Furthermore, the Claimant had already sought relief from the onshore Dubai Courts before approaching the DIFC. The Claimant obtained a Commercial Precautionary Seizure from the Dubai Courts to secure assets in the UAE. This dual-track strategy—securing onshore attachments while simultaneously pursuing DIFC freezing orders—raises questions about the coordination of parallel interim measures and the potential for conflicting judicial mandates between the onshore and offshore systems. The Defendant may attempt to leverage these parallel proceedings to argue that the DIFC order is oppressive or duplicative, forcing the Claimant to justify the necessity of maintaining injunctions in multiple UAE forums.

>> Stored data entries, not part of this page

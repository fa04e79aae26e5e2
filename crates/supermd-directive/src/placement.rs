//! Context-sensitive checker that accepts or rejects a directive based on
//! its parent/grandparent node kinds, siblings, and embedded text. Runs
//! once the directive expression has evaluated successfully.

use std::cell::RefCell;
use std::rc::Rc;

use crate::directive::{Body, Directive, Src};
use crate::node::{Node, NodeKind};

pub fn validate(node: Node, handle: &Rc<RefCell<Directive>>) -> Result<(), String> {
    use crate::directive::Kind;

    let kind = handle.borrow().kind();
    match kind {
        Kind::Section => validate_section(node, handle)?,
        Kind::Block => validate_block(node)?,
        Kind::Heading => validate_heading(node)?,
        Kind::Text => validate_text(node)?,
        Kind::Katex => validate_katex(node, handle)?,
        Kind::Link => validate_link(handle)?,
        Kind::Image | Kind::Video | Kind::Code => {}
    }
    mandatory_fields(handle)
}

const SECTION_PLACEMENT_ERROR: &str =
    "sections must be top level elements or be embedded in headings";

fn validate_section(node: Node, handle: &Rc<RefCell<Directive>>) -> Result<(), String> {
    let parent = node.parent().ok_or(SECTION_PLACEMENT_ERROR)?;
    let top_level = match parent.kind() {
        NodeKind::Paragraph => {
            node.is_first_child_of_parent()
                && node.first_child().is_none()
                && parent.parent().map(|g| g.kind()) == Some(NodeKind::Document)
        }
        NodeKind::Heading => parent.parent().map(|g| g.kind()) == Some(NodeKind::Document),
        _ => false,
    };
    if !top_level {
        return Err(SECTION_PLACEMENT_ERROR.to_owned());
    }
    let d = handle.borrow();
    if let Body::Section(s) = &d.body {
        if s.end && (d.id.is_some() || d.attrs.is_some() || d.title.is_some() || !d.data.is_empty())
        {
            return Err("section end directives must not set any other field".to_owned());
        }
    }
    Ok(())
}

const BLOCK_TEXT_ERROR: &str =
    "block definitions directly under a quote block cannot embed any text";

fn validate_block(node: Node) -> Result<(), String> {
    let parent = node.parent().ok_or_else(block_parent_error)?;
    match parent.kind() {
        NodeKind::Paragraph => {
            let under_block_quote =
                parent.parent().map(|g| g.kind()) == Some(NodeKind::BlockQuote);
            if node.first_child().is_some()
                || (under_block_quote && !parent.is_first_child_of_parent())
            {
                return Err(BLOCK_TEXT_ERROR.to_owned());
            }
            if !under_block_quote {
                return Err(block_parent_error());
            }
            Ok(())
        }
        NodeKind::Heading => {
            if parent.parent().map(|g| g.kind()) != Some(NodeKind::BlockQuote) {
                return Err(block_parent_error());
            }
            Ok(())
        }
        _ => Err(block_parent_error()),
    }
}

fn block_parent_error() -> String {
    "block directives must be placed directly under a quote block".to_owned()
}

fn validate_heading(node: Node) -> Result<(), String> {
    match node.parent().map(|p| p.kind()) {
        Some(NodeKind::Heading) => Ok(()),
        _ => Err("heading directives must have a heading as their parent".to_owned()),
    }
}

fn validate_text(node: Node) -> Result<(), String> {
    match node.first_child().and_then(|c| c.literal()) {
        Some(s) if !s.is_empty() => Ok(()),
        _ => Err("text directive must contain some text between square brackets".to_owned()),
    }
}

fn validate_katex(node: Node, handle: &Rc<RefCell<Directive>>) -> Result<(), String> {
    const KATEX_ERROR: &str = "katex directives must wrap a single code span";
    let child = node.first_child().ok_or(KATEX_ERROR)?;
    if child.kind() != NodeKind::Code {
        return Err(KATEX_ERROR.to_owned());
    }
    let literal = child.literal().filter(|s| !s.is_empty()).ok_or(KATEX_ERROR)?;
    child.unlink();
    if let Body::Katex(k) = &mut handle.borrow_mut().body {
        k.formula = Some(literal);
    }
    Ok(())
}

fn validate_link(handle: &Rc<RefCell<Directive>>) -> Result<(), String> {
    let mut d = handle.borrow_mut();
    let Body::Link(body) = &mut d.body else {
        unreachable!("validate_link called on non-link directive")
    };
    let has_ref_or_alt = body.reference.is_some() || body.alternative.is_some();
    if has_ref_or_alt && body.src.is_none() {
        body.src = Some(Src::SelfPage(None));
    }
    if has_ref_or_alt {
        match &body.src {
            Some(Src::Page(_) | Src::SelfPage(_)) => {}
            Some(_) => {
                return Err(
                    "'ref' and 'alternative' can only be specified when linking to a content page"
                        .to_owned(),
                )
            }
            None => unreachable!("src was just synthesized above"),
        }
    }
    if body.src.is_none() {
        return Err("missing call to 'url', 'asset', or another src-setting builtin".to_owned());
    }
    Ok(())
}

fn mandatory_fields(handle: &Rc<RefCell<Directive>>) -> Result<(), String> {
    if let Some(field) = handle.borrow().body.mandatory_unset_field() {
        return Err(format!("mandatory field '{field}' is unset"));
    }
    Ok(())
}

#[cfg(test)]
mod tests {
    use super::*;
    use crate::directive::Kind;
    use crate::node::DirectiveMap;
    use comrak::{Arena, Options};

    #[test]
    fn section_heading_requires_document_top_level() {
        let arena = Arena::new();
        let root = comrak::parse_document(&arena, "# [Welcome](#)\n", &Options::default());
        let directives = DirectiveMap::new();
        let doc = Node::new(root, &directives);
        let heading = doc.first_child().unwrap();
        let link = heading.first_child().unwrap();
        let handle = Rc::new(RefCell::new(Directive::new(Kind::Section)));
        assert!(validate_section(link, &handle).is_ok());
    }

    #[test]
    fn heading_directive_needs_heading_parent() {
        let arena = Arena::new();
        let root = comrak::parse_document(&arena, "[x](#)\n", &Options::default());
        let directives = DirectiveMap::new();
        let doc = Node::new(root, &directives);
        let paragraph = doc.first_child().unwrap();
        let link = paragraph.first_child().unwrap();
        assert!(validate_heading(link).is_err());
    }

    #[test]
    fn text_directive_requires_nonempty_literal() {
        let arena = Arena::new();
        let root = comrak::parse_document(&arena, "[hello](#)\n", &Options::default());
        let directives = DirectiveMap::new();
        let doc = Node::new(root, &directives);
        let paragraph = doc.first_child().unwrap();
        let link = paragraph.first_child().unwrap();
        assert!(validate_text(link).is_ok());
    }

    #[test]
    fn link_without_src_or_ref_fails() {
        let handle = Rc::new(RefCell::new(Directive::new(Kind::Link)));
        assert!(validate_link(&handle).is_err());
    }

    #[test]
    fn block_placeholder_after_sibling_text_reports_embed_text_error() {
        let arena = Arena::new();
        let root = comrak::parse_document(&arena, ">body\n>\n>[]($block)\n", &Options::default());
        let directives = DirectiveMap::new();
        let doc = Node::new(root, &directives);
        let block_quote = doc.first_child().unwrap();
        let second_paragraph = block_quote.first_child().unwrap().next_sibling().unwrap();
        let link = second_paragraph.first_child().unwrap();
        let err = validate_block(link).unwrap_err();
        assert_eq!(err, BLOCK_TEXT_ERROR);
    }

    #[test]
    fn link_ref_without_src_synthesizes_self_page() {
        let handle = Rc::new(RefCell::new(Directive::new(Kind::Link)));
        if let Body::Link(b) = &mut handle.borrow_mut().body {
            b.reference = Some("sec-a".to_string());
        }
        assert!(validate_link(&handle).is_ok());
        let d = handle.borrow();
        let Body::Link(b) = &d.body else { unreachable!() };
        assert_eq!(b.src, Some(Src::SelfPage(None)));
    }
}
//! `Kind` discriminant and the per-kind field bodies.

use super::Src;

#[derive(Debug, Clone, Copy, PartialEq, Eq, Hash)]
pub enum Kind {
    Section,
    Block,
    Heading,
    Text,
    Katex,
    Link,
    Code,
    Image,
    Video,
}

impl Kind {
    #[must_use]
    pub fn name(self) -> &'static str {
        match self {
            Kind::Section => "section",
            Kind::Block => "block",
            Kind::Heading => "heading",
            Kind::Text => "text",
            Kind::Katex => "katex",
            Kind::Link => "link",
            Kind::Code => "code",
            Kind::Image => "image",
            Kind::Video => "video",
        }
    }

    #[must_use]
    pub fn all() -> [Kind; 9] {
        [
            Kind::Section,
            Kind::Block,
            Kind::Heading,
            Kind::Text,
            Kind::Katex,
            Kind::Link,
            Kind::Code,
            Kind::Image,
            Kind::Video,
        ]
    }
}

#[derive(Debug, Clone, Copy, PartialEq, Eq)]
pub struct Size {
    pub w: i64,
    pub h: i64,
}

/// Kind-specific fields. Each `Option` field obeys the same
/// single-assignment discipline as the common fields on `Directive`.
#[derive(Debug, Clone, Default)]
pub struct SectionBody {
    pub end: bool,
}

#[derive(Debug, Clone, Default)]
pub struct KatexBody {
    /// Populated by the placement validator from a child code literal;
    /// never directly user-settable.
    pub formula: Option<String>,
}

#[derive(Debug, Clone, Default)]
pub struct ImageBody {
    pub src: Option<Src>,
    pub alt: Option<String>,
    pub linked: Option<bool>,
    pub size: Option<Size>,
}

#[derive(Debug, Clone, Default)]
pub struct VideoBody {
    pub src: Option<Src>,
    pub loop_: Option<bool>,
    pub muted: Option<bool>,
    pub autoplay: Option<bool>,
    pub controls: Option<bool>,
    pub pip: Option<bool>,
}

#[derive(Debug, Clone, Default)]
pub struct CodeBody {
    pub src: Option<Src>,
    pub language: Option<String>,
}

#[derive(Debug, Clone, Default)]
pub struct LinkBody {
    pub src: Option<Src>,
    pub alternative: Option<String>,
    pub reference: Option<String>,
    pub ref_unsafe: bool,
    pub new: Option<bool>,
}

#[derive(Debug, Clone)]
pub enum Body {
    Section(SectionBody),
    Block,
    Heading,
    Text,
    Katex(KatexBody),
    Link(LinkBody),
    Code(CodeBody),
    Image(ImageBody),
    Video(VideoBody),
}

impl Body {
    #[must_use]
    pub fn default_for(kind: Kind) -> Self {
        match kind {
            Kind::Section => Body::Section(SectionBody::default()),
            Kind::Block => Body::Block,
            Kind::Heading => Body::Heading,
            Kind::Text => Body::Text,
            Kind::Katex => Body::Katex(KatexBody::default()),
            Kind::Link => Body::Link(LinkBody::default()),
            Kind::Code => Body::Code(CodeBody::default()),
            Kind::Image => Body::Image(ImageBody::default()),
            Kind::Video => Body::Video(VideoBody::default()),
        }
    }

    #[must_use]
    pub fn kind(&self) -> Kind {
        match self {
            Body::Section(_) => Kind::Section,
            Body::Block => Kind::Block,
            Body::Heading => Kind::Heading,
            Body::Text => Kind::Text,
            Body::Katex(_) => Kind::Katex,
            Body::Link(_) => Kind::Link,
            Body::Code(_) => Kind::Code,
            Body::Image(_) => Kind::Image,
            Body::Video(_) => Kind::Video,
        }
    }

    /// Fields on the kind-specific body that the placement validator must
    /// find set before the directive is accepted.
    #[must_use]
    pub fn mandatory_unset_field(&self) -> Option<&'static str> {
        match self {
            Body::Image(b) if b.src.is_none() => Some("src"),
            Body::Video(b) if b.src.is_none() => Some("src"),
            Body::Code(b) if b.src.is_none() => Some("src"),
            _ => None,
        }
    }
}

#[cfg(test)]
mod tests {
    use super::*;

    #[test]
    fn default_body_matches_requested_kind() {
        for kind in Kind::all() {
            assert_eq!(Body::default_for(kind).kind(), kind);
        }
    }

    #[test]
    fn media_kinds_require_src() {
        assert_eq!(
            Body::default_for(Kind::Image).mandatory_unset_field(),
            Some("src")
        );
        assert_eq!(
            Body::default_for(Kind::Video).mandatory_unset_field(),
            Some("src")
        );
        assert_eq!(
            Body::default_for(Kind::Code).mandatory_unset_field(),
            Some("src")
        );
        assert_eq!(Body::default_for(Kind::Text).mandatory_unset_field(), None);
    }
}
//! The typed directive record and its enclosing `Content` namespace.

pub mod builtins;
pub mod kind;
pub mod src;

pub use kind::{Body, Kind, Size};
pub use src::{AssetRef, PageKind, PageRef, Resolved, Src};

use std::cell::RefCell;
use std::rc::Rc;

use indexmap::IndexMap;

use crate::errors::BuiltinError;

/// A directive record: four single-assignment common fields plus a
/// kind-specific body. `kind` is fixed at construction and never changes.
#[derive(Debug, Clone)]
pub struct Directive {
    pub id: Option<String>,
    pub attrs: Option<Vec<String>>,
    pub title: Option<String>,
    pub data: IndexMap<String, String>,
    pub body: Body,
}

impl Directive {
    #[must_use]
    pub fn new(kind: Kind) -> Self {
        Self {
            id: None,
            attrs: None,
            title: None,
            data: IndexMap::new(),
            body: Body::default_for(kind),
        }
    }

    #[must_use]
    pub fn kind(&self) -> Kind {
        self.body.kind()
    }

    pub fn set_id(&mut self, s: String) -> Result<(), BuiltinError> {
        if self.id.is_some() {
            return Err(BuiltinError::FieldAlreadySet);
        }
        self.id = Some(s);
        Ok(())
    }

    pub fn set_title(&mut self, s: String) -> Result<(), BuiltinError> {
        if self.title.is_some() {
            return Err(BuiltinError::FieldAlreadySet);
        }
        self.title = Some(s);
        Ok(())
    }

    pub fn set_attrs(&mut self, values: Vec<String>) -> Result<(), BuiltinError> {
        if self.attrs.is_some() {
            return Err(BuiltinError::FieldAlreadySet);
        }
        self.attrs = Some(values);
        Ok(())
    }

    pub fn set_data(&mut self, pairs: Vec<(String, String)>) -> Result<(), BuiltinError> {
        if !self.data.is_empty() {
            return Err(BuiltinError::FieldAlreadySet);
        }
        let mut staged = IndexMap::new();
        for (k, v) in pairs {
            if staged.insert(k.clone(), v).is_some() {
                return Err(BuiltinError::DuplicateKey(k));
            }
        }
        self.data = staged;
        Ok(())
    }

    /// `true` once any single-assignment `Src`-setting builtin has run.
    #[must_use]
    pub fn src(&self) -> Option<&Src> {
        match &self.body {
            Body::Image(b) => b.src.as_ref(),
            Body::Video(b) => b.src.as_ref(),
            Body::Code(b) => b.src.as_ref(),
            Body::Link(b) => b.src.as_ref(),
            _ => None,
        }
    }

    pub fn set_src(&mut self, src: Src) -> Result<(), BuiltinError> {
        let slot = match &mut self.body {
            Body::Image(b) => &mut b.src,
            Body::Video(b) => &mut b.src,
            Body::Code(b) => &mut b.src,
            Body::Link(b) => &mut b.src,
            _ => return Err(BuiltinError::BuiltinNotFound(self.kind().name().to_owned())),
        };
        if slot.is_some() {
            return Err(BuiltinError::FieldAlreadySet);
        }
        *slot = Some(src);
        Ok(())
    }
}

/// The global root exposed to each directive expression: one
/// default-constructed `Directive` per kind, stack-scoped to a single
/// expression evaluation.
#[derive(Debug)]
pub struct Content {
    pub section: Rc<RefCell<Directive>>,
    pub block: Rc<RefCell<Directive>>,
    pub heading: Rc<RefCell<Directive>>,
    pub text: Rc<RefCell<Directive>>,
    pub katex: Rc<RefCell<Directive>>,
    pub link: Rc<RefCell<Directive>>,
    pub code: Rc<RefCell<Directive>>,
    pub image: Rc<RefCell<Directive>>,
    pub video: Rc<RefCell<Directive>>,
}

impl Default for Content {
    fn default() -> Self {
        Self::new()
    }
}

impl Content {
    #[must_use]
    pub fn new() -> Self {
        Self {
            section: Rc::new(RefCell::new(Directive::new(Kind::Section))),
            block: Rc::new(RefCell::new(Directive::new(Kind::Block))),
            heading: Rc::new(RefCell::new(Directive::new(Kind::Heading))),
            text: Rc::new(RefCell::new(Directive::new(Kind::Text))),
            katex: Rc::new(RefCell::new(Directive::new(Kind::Katex))),
            link: Rc::new(RefCell::new(Directive::new(Kind::Link))),
            code: Rc::new(RefCell::new(Directive::new(Kind::Code))),
            image: Rc::new(RefCell::new(Directive::new(Kind::Image))),
            video: Rc::new(RefCell::new(Directive::new(Kind::Video))),
        }
    }

    /// Field access on the root by name; the sole way an expression picks
    /// which directive it is constructing.
    #[must_use]
    pub fn field(&self, name: &str) -> Option<Rc<RefCell<Directive>>> {
        let rc = match name {
            "section" => &self.section,
            "block" => &self.block,
            "heading" => &self.heading,
            "text" => &self.text,
            "katex" => &self.katex,
            "link" => &self.link,
            "code" => &self.code,
            "image" => &self.image,
            "video" => &self.video,
            _ => return None,
        };
        Some(Rc::clone(rc))
    }
}

#[cfg(test)]
mod tests {
    use super::*;

    #[test]
    fn field_access_returns_shared_handle() {
        let content = Content::new();
        let a = content.field("heading").unwrap();
        let b = content.field("heading").unwrap();
        a.borrow_mut().set_id("x".to_string()).unwrap();
        assert_eq!(b.borrow().id.as_deref(), Some("x"));
    }

    #[test]
    fn unknown_field_name_is_none() {
        assert!(Content::new().field("nope").is_none());
    }

    #[test]
    fn common_fields_are_single_assignment() {
        let mut d = Directive::new(Kind::Text);
        d.set_id("a".to_string()).unwrap();
        assert_eq!(d.set_id("b".to_string()), Err(BuiltinError::FieldAlreadySet));
    }

    #[test]
    fn data_rejects_duplicate_keys() {
        let mut d = Directive::new(Kind::Text);
        let err = d
            .set_data(vec![("k".to_string(), "1".to_string()), ("k".to_string(), "2".to_string())])
            .unwrap_err();
        assert_eq!(err, BuiltinError::DuplicateKey("k".to_string()));
    }
}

The Defendant's conduct and the ongoing risk of dissipation remain highly contentious. While the Court found sufficient grounds to maintain the freezing order, the Defendant vehemently denied any intention to hide assets or any dishonesty in the underlying arbitration. The battle over the narrative of the Defendant's conduct will be central to the ongoing enforcement proceedings.

The Defendant further asserted that there was and is no evidence that the Defendant had sought to dissipate his assets or that he had put forward his defence in the arbitration dishonestly.

Despite these assertions, H.E. Justice Stewart was persuaded that the risk was real, satisfying the threshold for interim relief by finding a real risk of unjustified dissipation of assets. However, this finding is provisional. If the enforcement proceedings drag on, the Defendant may mount further challenges to the freezing order, arguing that the prolonged restraint on his assets is disproportionate or that the Claimant has failed to pursue enforcement with sufficient vigor. The requirement for the Claimant to fortify the cross-undertaking in damages by paying USD 5 million into the DIFC Courts Escrow account highlights the Court's recognition of the severe impact the freezing order has on the Defendant and the potential liability the Claimant faces if the enforcement ultimately fails.

The allegations of non-disclosure also cast a long shadow over the future of the litigation. The Defendant raised numerous complaints about the Claimant's conduct during the initial ex parte application, relying upon 9 alleged breaches of the duty of full and frank disclosure. While the Court dismissed the Set Aside Application on this occasion, the sheer volume of alleged breaches suggests a deeply adversarial relationship that will likely generate further procedural skirmishes. If new evidence emerges regarding the Claimant's presentation of the case, or if the Claimant fails to maintain the required standard of candor in future applications, the Defendant could renew attempts to discharge the order, potentially unraveling the Claimant's entire asset-preservation strategy.

Ultimately, the ruling in Omanand v Ondrei leaves the most critical questions unanswered. The DIFC Court has asserted its jurisdiction to hold the ring, but the main event—the battle over the USD 600 million award's enforceability—is only just beginning. The territorial limits of the freezing order, the complex interplay with onshore Dubai Courts and foreign jurisdictions, and the fundamental dispute over the underlying guarantees ensure that this litigation will remain a highly contested fixture on the DIFC docket. The Claimant has won the preliminary skirmish, but the war for the USD 600 million prize remains entirely unresolved.